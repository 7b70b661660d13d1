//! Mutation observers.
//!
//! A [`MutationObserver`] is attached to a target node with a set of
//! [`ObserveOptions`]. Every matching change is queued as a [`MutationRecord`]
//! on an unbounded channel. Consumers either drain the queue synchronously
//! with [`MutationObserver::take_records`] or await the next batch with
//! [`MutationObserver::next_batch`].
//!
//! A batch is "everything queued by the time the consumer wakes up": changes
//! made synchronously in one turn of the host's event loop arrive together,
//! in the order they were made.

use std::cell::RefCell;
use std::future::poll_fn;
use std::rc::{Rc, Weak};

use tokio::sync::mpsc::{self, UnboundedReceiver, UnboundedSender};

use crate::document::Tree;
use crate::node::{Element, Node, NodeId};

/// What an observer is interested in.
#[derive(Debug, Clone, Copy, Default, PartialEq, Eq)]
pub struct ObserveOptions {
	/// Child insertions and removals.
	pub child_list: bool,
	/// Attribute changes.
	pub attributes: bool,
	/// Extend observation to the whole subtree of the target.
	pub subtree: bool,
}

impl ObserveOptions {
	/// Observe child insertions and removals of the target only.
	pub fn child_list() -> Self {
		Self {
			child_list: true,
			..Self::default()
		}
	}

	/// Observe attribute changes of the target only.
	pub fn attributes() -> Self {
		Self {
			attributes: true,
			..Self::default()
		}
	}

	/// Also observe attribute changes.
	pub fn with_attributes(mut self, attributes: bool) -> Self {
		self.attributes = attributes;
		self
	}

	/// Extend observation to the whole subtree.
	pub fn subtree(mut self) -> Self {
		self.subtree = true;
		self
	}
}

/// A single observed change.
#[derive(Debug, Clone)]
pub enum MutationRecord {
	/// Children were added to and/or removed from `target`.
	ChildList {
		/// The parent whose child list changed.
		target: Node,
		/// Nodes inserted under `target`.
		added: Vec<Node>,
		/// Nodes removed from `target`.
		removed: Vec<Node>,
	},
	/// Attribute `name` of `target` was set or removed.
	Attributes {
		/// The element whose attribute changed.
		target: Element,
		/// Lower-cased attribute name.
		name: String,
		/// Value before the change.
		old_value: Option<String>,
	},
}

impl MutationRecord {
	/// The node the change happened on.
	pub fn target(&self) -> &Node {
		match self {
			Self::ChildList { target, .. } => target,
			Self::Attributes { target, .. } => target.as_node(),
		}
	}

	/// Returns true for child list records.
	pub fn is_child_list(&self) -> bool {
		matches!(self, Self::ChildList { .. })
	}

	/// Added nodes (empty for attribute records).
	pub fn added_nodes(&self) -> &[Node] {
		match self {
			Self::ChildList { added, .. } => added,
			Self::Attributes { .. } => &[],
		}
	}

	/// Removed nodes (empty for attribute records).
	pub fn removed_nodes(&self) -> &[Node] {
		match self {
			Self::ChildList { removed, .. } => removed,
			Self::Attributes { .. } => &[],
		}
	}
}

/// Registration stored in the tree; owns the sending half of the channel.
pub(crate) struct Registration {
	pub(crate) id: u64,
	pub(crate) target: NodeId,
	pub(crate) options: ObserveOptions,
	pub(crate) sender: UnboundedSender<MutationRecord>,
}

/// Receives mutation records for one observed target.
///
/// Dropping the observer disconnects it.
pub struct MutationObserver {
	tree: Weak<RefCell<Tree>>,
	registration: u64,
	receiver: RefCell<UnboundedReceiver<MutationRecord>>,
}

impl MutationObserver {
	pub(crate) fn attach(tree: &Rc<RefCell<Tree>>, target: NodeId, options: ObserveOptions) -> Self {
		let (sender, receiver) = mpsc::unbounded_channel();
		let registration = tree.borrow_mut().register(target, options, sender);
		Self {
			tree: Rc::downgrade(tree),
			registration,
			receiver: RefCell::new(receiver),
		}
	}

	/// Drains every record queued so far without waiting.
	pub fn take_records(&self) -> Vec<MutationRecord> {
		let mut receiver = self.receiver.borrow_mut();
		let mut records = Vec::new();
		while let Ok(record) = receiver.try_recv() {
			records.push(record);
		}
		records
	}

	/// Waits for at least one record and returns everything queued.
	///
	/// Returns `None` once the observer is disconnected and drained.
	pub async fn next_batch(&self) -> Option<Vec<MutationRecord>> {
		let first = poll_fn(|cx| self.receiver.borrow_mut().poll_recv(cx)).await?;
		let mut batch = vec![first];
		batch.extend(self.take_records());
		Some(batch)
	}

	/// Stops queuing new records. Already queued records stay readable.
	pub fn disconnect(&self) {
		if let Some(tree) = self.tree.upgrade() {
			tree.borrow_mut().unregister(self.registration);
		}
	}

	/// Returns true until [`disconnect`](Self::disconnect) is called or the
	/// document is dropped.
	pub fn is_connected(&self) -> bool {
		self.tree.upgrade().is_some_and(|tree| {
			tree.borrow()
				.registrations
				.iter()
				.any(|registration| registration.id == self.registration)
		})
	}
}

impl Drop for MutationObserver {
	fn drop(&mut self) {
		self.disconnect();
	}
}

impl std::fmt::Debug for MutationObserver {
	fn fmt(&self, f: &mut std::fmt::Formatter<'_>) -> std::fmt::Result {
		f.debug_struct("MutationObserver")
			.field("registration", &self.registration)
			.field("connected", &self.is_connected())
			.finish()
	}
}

# # # # #

= Task =
Please return all lines in the material above that include the word "made".

= Answer =
//! made synchronously in one turn of the host's event loop arrive together,
//! in the order they were made.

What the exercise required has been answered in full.